This was actually the most destructive and deadliest Atlantic hurricane of 2005 Atlantic Hurricane season. In terms of the cost, it was the costliest natural disaster in the United States history. Among the recorded Atlantic hurricanes, Hurricane Katrina was sixth strongest hurricane. Roughly, 1833 people lost their lives in this hurricane and its subsequent floods. This in fact made it to be the deadliest hurricane in the United States since 1928 Okeechobee hurricane. The total property damage was actually estimated at 81 billion US dollars (Larson 2008).

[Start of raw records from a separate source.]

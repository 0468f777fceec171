//! Tests for the sans-io game session.

use infinite_client::{
    CONNECTION_LOST, ClientConfig, ConnectionState, DEADLINE_MESSAGE, GameSession,
    LivenessConfig, LivenessStrategy, SessionEffect, TransportEvent, ViewPhase,
};
use infinite_tictactoe::{BoardSnapshot, ClientEvent, Player, ServerEvent};
use std::time::Duration;
use tokio::time::Instant;

fn session() -> GameSession {
    GameSession::new(&ClientConfig::default())
}

fn server(session: &mut GameSession, event: ServerEvent, now: Instant) -> Vec<SessionEffect> {
    session.handle_transport(TransportEvent::Message(event), now)
}

fn join_round(session: &mut GameSession, slot: u8, now: Instant) {
    assert_eq!(session.start(now), vec![SessionEffect::OpenTransport]);
    session.handle_transport(TransportEvent::Connected, now);
    server(session, ServerEvent::RoomJoined { players: slot }, now);
    server(session, ServerEvent::GameStart, now);
}

/// Runs every timer up to and including `to`.
fn advance(session: &mut GameSession, to: Instant) -> Vec<SessionEffect> {
    let mut effects = Vec::new();
    while let Some(deadline) = session.next_deadline() {
        if deadline > to {
            break;
        }
        effects.extend(session.on_timer(deadline));
    }
    effects
}

fn snapshot(minus: &[usize], plus: &[usize]) -> BoardSnapshot {
    BoardSnapshot {
        minus: minus.to_vec(),
        plus: plus.to_vec(),
    }
}

#[test]
fn test_end_to_end_move_confirmed_by_server() {
    let start = Instant::now();
    let mut s = session();
    join_round(&mut s, 1, start);

    let view = s.snapshot();
    assert_eq!(*view.phase(), ViewPhase::Playing);
    assert_eq!(*view.assignment(), Some(Player::Minus));
    assert_eq!(*view.turn(), Some(Player::Minus));

    let effects = s.attempt_move(4, start);
    assert_eq!(
        effects,
        vec![SessionEffect::Emit(ClientEvent::Turn {
            coord: 4,
            turn: Player::Minus,
        })]
    );
    let game = s.game().unwrap();
    assert_eq!(game.history().window(Player::Minus).to_vec(), vec![4]);
    assert_eq!(game.turn(), Player::Plus);
    let optimistic = game.board();

    server(
        &mut s,
        ServerEvent::Turn {
            state: snapshot(&[4], &[]),
            turn: Player::Plus,
        },
        start,
    );
    let game = s.game().unwrap();
    assert_eq!(game.board(), optimistic);
    assert_eq!(game.turn(), Player::Plus);
}

#[test]
fn test_invalid_moves_are_silent_noops() {
    let start = Instant::now();
    let mut s = session();
    join_round(&mut s, 2, start);

    // Plus waits for Minus.
    let before = s.game().unwrap().clone();
    assert!(s.attempt_move(0, start).is_empty());
    assert_eq!(s.game().unwrap(), &before);

    server(
        &mut s,
        ServerEvent::Turn {
            state: snapshot(&[4], &[]),
            turn: Player::Plus,
        },
        start,
    );
    let before = s.game().unwrap().clone();
    assert!(s.attempt_move(9, start).is_empty());
    assert!(s.attempt_move(4, start).is_empty());
    assert_eq!(s.game().unwrap(), &before);

    server(
        &mut s,
        ServerEvent::GameEnd {
            state: snapshot(&[0, 4, 8], &[1, 2]),
            winner: Player::Minus,
        },
        start,
    );
    let before = s.game().unwrap().clone();
    assert!(s.attempt_move(5, start).is_empty());
    assert_eq!(s.game().unwrap(), &before);
}

#[test]
fn test_moves_before_a_round_are_ignored() {
    let start = Instant::now();
    let mut s = session();
    assert!(s.attempt_move(4, start).is_empty());
    assert!(s.request_rematch().is_empty());
    assert_eq!(*s.snapshot().phase(), ViewPhase::Menu);
}

#[test]
fn test_inactivity_countdown_then_stall_then_menu() {
    let start = Instant::now();
    let mut s = session();
    join_round(&mut s, 1, start);

    advance(&mut s, start + Duration::from_millis(9_500));
    assert_eq!(s.snapshot().countdowns().own, 0);

    advance(&mut s, start + Duration::from_millis(12_000));
    let view = s.snapshot();
    assert_eq!(view.countdowns().own, 13);
    assert_eq!(view.countdowns().opponent, 0);

    let effects = advance(&mut s, start + Duration::from_millis(25_000));
    assert!(effects.is_empty());
    let view = s.snapshot();
    assert!(*view.disconnect_notice());
    assert_eq!(view.countdowns().own, 0);
    assert_eq!(*view.phase(), ViewPhase::Playing);

    // Moves are frozen while the notice is up.
    assert!(s.attempt_move(0, start + Duration::from_millis(26_000)).is_empty());

    let effects = advance(&mut s, start + Duration::from_millis(28_000));
    assert_eq!(effects, vec![SessionEffect::CloseTransport]);
    let view = s.snapshot();
    assert_eq!(*view.phase(), ViewPhase::Menu);
    assert_eq!(*view.connection(), ConnectionState::Disconnected);
    assert_eq!(view.notice().as_deref(), Some(CONNECTION_LOST));
    assert!(!*view.disconnect_notice());
    assert_eq!(s.next_deadline(), None);
}

#[test]
fn test_opponent_countdown_while_waiting() {
    let start = Instant::now();
    let mut s = session();
    join_round(&mut s, 2, start);

    advance(&mut s, start + Duration::from_millis(12_000));
    let view = s.snapshot();
    assert_eq!(view.countdowns().own, 0);
    assert_eq!(view.countdowns().opponent, 13);
}

#[test]
fn test_server_progress_resets_inactivity() {
    let start = Instant::now();
    let mut s = session();
    join_round(&mut s, 1, start);

    advance(&mut s, start + Duration::from_secs(20));
    server(
        &mut s,
        ServerEvent::Turn {
            state: snapshot(&[], &[]),
            turn: Player::Minus,
        },
        start + Duration::from_secs(20),
    );
    advance(&mut s, start + Duration::from_secs(40));
    assert!(!*s.snapshot().disconnect_notice());
    assert_eq!(s.snapshot().countdowns().own, 5);
}

#[test]
fn test_disconnect_mid_round_takes_stall_path() {
    let start = Instant::now();
    let mut s = session();
    join_round(&mut s, 1, start);

    let effects = s.handle_transport(
        TransportEvent::Disconnected {
            reason: "transport close".to_string(),
        },
        start + Duration::from_secs(1),
    );
    assert!(effects.is_empty());
    let view = s.snapshot();
    assert!(*view.disconnect_notice());
    assert_eq!(view.notice().as_deref(), Some(CONNECTION_LOST));
    assert_eq!(*view.connection(), ConnectionState::Connected);

    let effects = advance(&mut s, start + Duration::from_secs(4));
    assert_eq!(effects, vec![SessionEffect::CloseTransport]);
    assert_eq!(*s.snapshot().phase(), ViewPhase::Menu);
}

#[test]
fn test_disconnect_while_waiting_keeps_state() {
    let start = Instant::now();
    let mut s = session();
    s.start(start);
    s.handle_transport(TransportEvent::Connected, start);
    server(&mut s, ServerEvent::RoomJoined { players: 1 }, start);

    s.handle_transport(
        TransportEvent::Disconnected {
            reason: "io server disconnect".to_string(),
        },
        start,
    );
    let view = s.snapshot();
    assert_eq!(*view.phase(), ViewPhase::WaitingForOpponent);
    assert_eq!(view.notice().as_deref(), Some(CONNECTION_LOST));
    assert_eq!(s.next_deadline(), None);
}

#[test]
fn test_connect_deadline_times_out() {
    let start = Instant::now();
    let mut s = session();
    s.start(start);
    assert_eq!(*s.snapshot().phase(), ViewPhase::WaitingForOpponent);

    assert!(advance(&mut s, start + Duration::from_secs(14)).is_empty());
    let effects = advance(&mut s, start + Duration::from_secs(15));
    assert_eq!(effects, vec![SessionEffect::CloseTransport]);

    let view = s.snapshot();
    assert_eq!(*view.connection(), ConnectionState::TimedOut);
    assert_eq!(view.error().as_deref(), Some(DEADLINE_MESSAGE));
    assert_eq!(*view.phase(), ViewPhase::Menu);
}

#[test]
fn test_connected_before_deadline_never_times_out() {
    let start = Instant::now();
    let mut s = session();
    s.start(start);
    s.handle_transport(TransportEvent::Connected, start + Duration::from_secs(2));

    assert!(advance(&mut s, start + Duration::from_secs(60)).is_empty());
    assert_eq!(s.connection(), ConnectionState::Connected);
}

#[test]
fn test_connect_error_is_classified() {
    let start = Instant::now();
    let mut s = session();
    s.start(start);

    let effects = s.handle_transport(
        TransportEvent::ConnectError {
            message: "getaddrinfo ENOTFOUND game.invalid".to_string(),
        },
        start,
    );
    assert_eq!(effects, vec![SessionEffect::CloseTransport]);
    let view = s.snapshot();
    assert_eq!(*view.connection(), ConnectionState::Errored);
    assert_eq!(
        view.error().as_deref(),
        Some("Server not found. Check the server address and try again.")
    );

    // Starting again clears the error.
    assert_eq!(s.start(start), vec![SessionEffect::OpenTransport]);
    assert_eq!(s.snapshot().error(), &None);
}

#[test]
fn test_rematch_flips_assignment_and_rearms_liveness() {
    let start = Instant::now();
    let mut s = session();
    join_round(&mut s, 1, start);

    assert!(s.request_rematch().is_empty());

    server(
        &mut s,
        ServerEvent::GameEnd {
            state: snapshot(&[0, 4, 8], &[1, 2]),
            winner: Player::Minus,
        },
        start,
    );
    let view = s.snapshot();
    assert_eq!(*view.winner(), Some(Player::Minus));
    assert_eq!(*view.turn(), Some(Player::Minus));
    assert_eq!(*view.fading(), None);
    // No liveness polling between rounds.
    assert_eq!(s.next_deadline(), None);

    assert_eq!(
        s.request_rematch(),
        vec![SessionEffect::Emit(ClientEvent::Rematch)]
    );

    let later = start + Duration::from_secs(60);
    server(
        &mut s,
        ServerEvent::Rematch {
            state: snapshot(&[], &[]),
        },
        later,
    );
    let view = s.snapshot();
    assert_eq!(*view.assignment(), Some(Player::Plus));
    assert_eq!(*view.winner(), None);
    assert!(s.next_deadline().is_some());

    advance(&mut s, later + Duration::from_secs(24));
    assert!(!*s.snapshot().disconnect_notice());
}

#[test]
fn test_user_quit_returns_to_menu() {
    let start = Instant::now();
    let mut s = session();
    join_round(&mut s, 1, start);

    assert_eq!(s.quit(), vec![SessionEffect::CloseTransport]);
    let view = s.snapshot();
    assert_eq!(*view.phase(), ViewPhase::Menu);
    assert_eq!(*view.assignment(), None);
    assert_eq!(view.notice(), &None);
    assert_eq!(s.next_deadline(), None);
    assert!(s.quit().is_empty());
}

#[test]
fn test_heartbeat_pings_and_stalls_without_pongs() {
    let start = Instant::now();
    let config = ClientConfig::default()
        .with_liveness(LivenessConfig::default().with_strategy(LivenessStrategy::Heartbeat));
    let mut s = GameSession::new(&config);
    join_round(&mut s, 1, start);

    let effects = advance(&mut s, start + Duration::from_secs(1));
    assert_eq!(effects, vec![SessionEffect::Emit(ClientEvent::Ping)]);
    server(&mut s, ServerEvent::Pong, start + Duration::from_secs(1));

    let effects = advance(&mut s, start + Duration::from_secs(5));
    assert_eq!(effects.len(), 4);
    assert!(!*s.snapshot().disconnect_notice());

    let effects = advance(&mut s, start + Duration::from_secs(6));
    assert!(effects.is_empty());
    let view = s.snapshot();
    assert!(*view.disconnect_notice());
    assert_eq!(view.countdowns().own, 0);

    let effects = advance(&mut s, start + Duration::from_secs(9));
    assert_eq!(effects, vec![SessionEffect::CloseTransport]);
}

#[test]
fn test_fading_mark_waits_for_full_window() {
    let start = Instant::now();
    let mut s = session();
    join_round(&mut s, 1, start);

    server(
        &mut s,
        ServerEvent::Turn {
            state: snapshot(&[0, 1], &[3, 4]),
            turn: Player::Minus,
        },
        start,
    );
    assert_eq!(s.game().unwrap().fading_cell(), Some(0));
    assert_eq!(*s.snapshot().fading(), None);

    server(
        &mut s,
        ServerEvent::Turn {
            state: snapshot(&[0, 1, 5], &[3, 4]),
            turn: Player::Plus,
        },
        start,
    );
    assert_eq!(*s.snapshot().fading(), None);

    server(
        &mut s,
        ServerEvent::Turn {
            state: snapshot(&[0, 1, 5], &[3, 4, 7]),
            turn: Player::Minus,
        },
        start,
    );
    assert_eq!(*s.snapshot().fading(), Some(0));
}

However, various crucial steps could have been taken by the local and State officials in Katrina first days, which could have actually minimized its impact to the New Orleans citizens. These officials should have prepared effective response preparations. The first step that they could have done is to coordinate a more successful transport and an evacuation effort (Larson 2008). This would have been an important step since hurricane victims would have been removed from that site earlier.
The other step would have been to help in organizing the resources for distribution after this disaster. These resources would have been very important in helping the victims before their conditions were worse. Decreasing the sense of abandonment and isolation, which would quickly engulf the disaster victims, would be a very crucial step that the local and State officials would have done immediately after the occurrence of this disastrous hurricane. This in fact could have minimized the Katrina Hurricane impact to New Orleans citizens.
The other imperative step would have to contribute to the local interactions and connections that could have helped in signaling the community development (Larson 2008). This would have helped in removing the victims from the disaster areas. Finally, these officials would have treated the flood damaged historic and older buildings.
Larson, K., Nethery, M., & Cassels, J. (2008). Two Bobbies: A true story of Hurricane Katrina, friendship, and survival. New York: Walker.
United States. & United States. (2006). The federal response to Hurricane Katrina: Lessons learned. Washington, D.C: White House.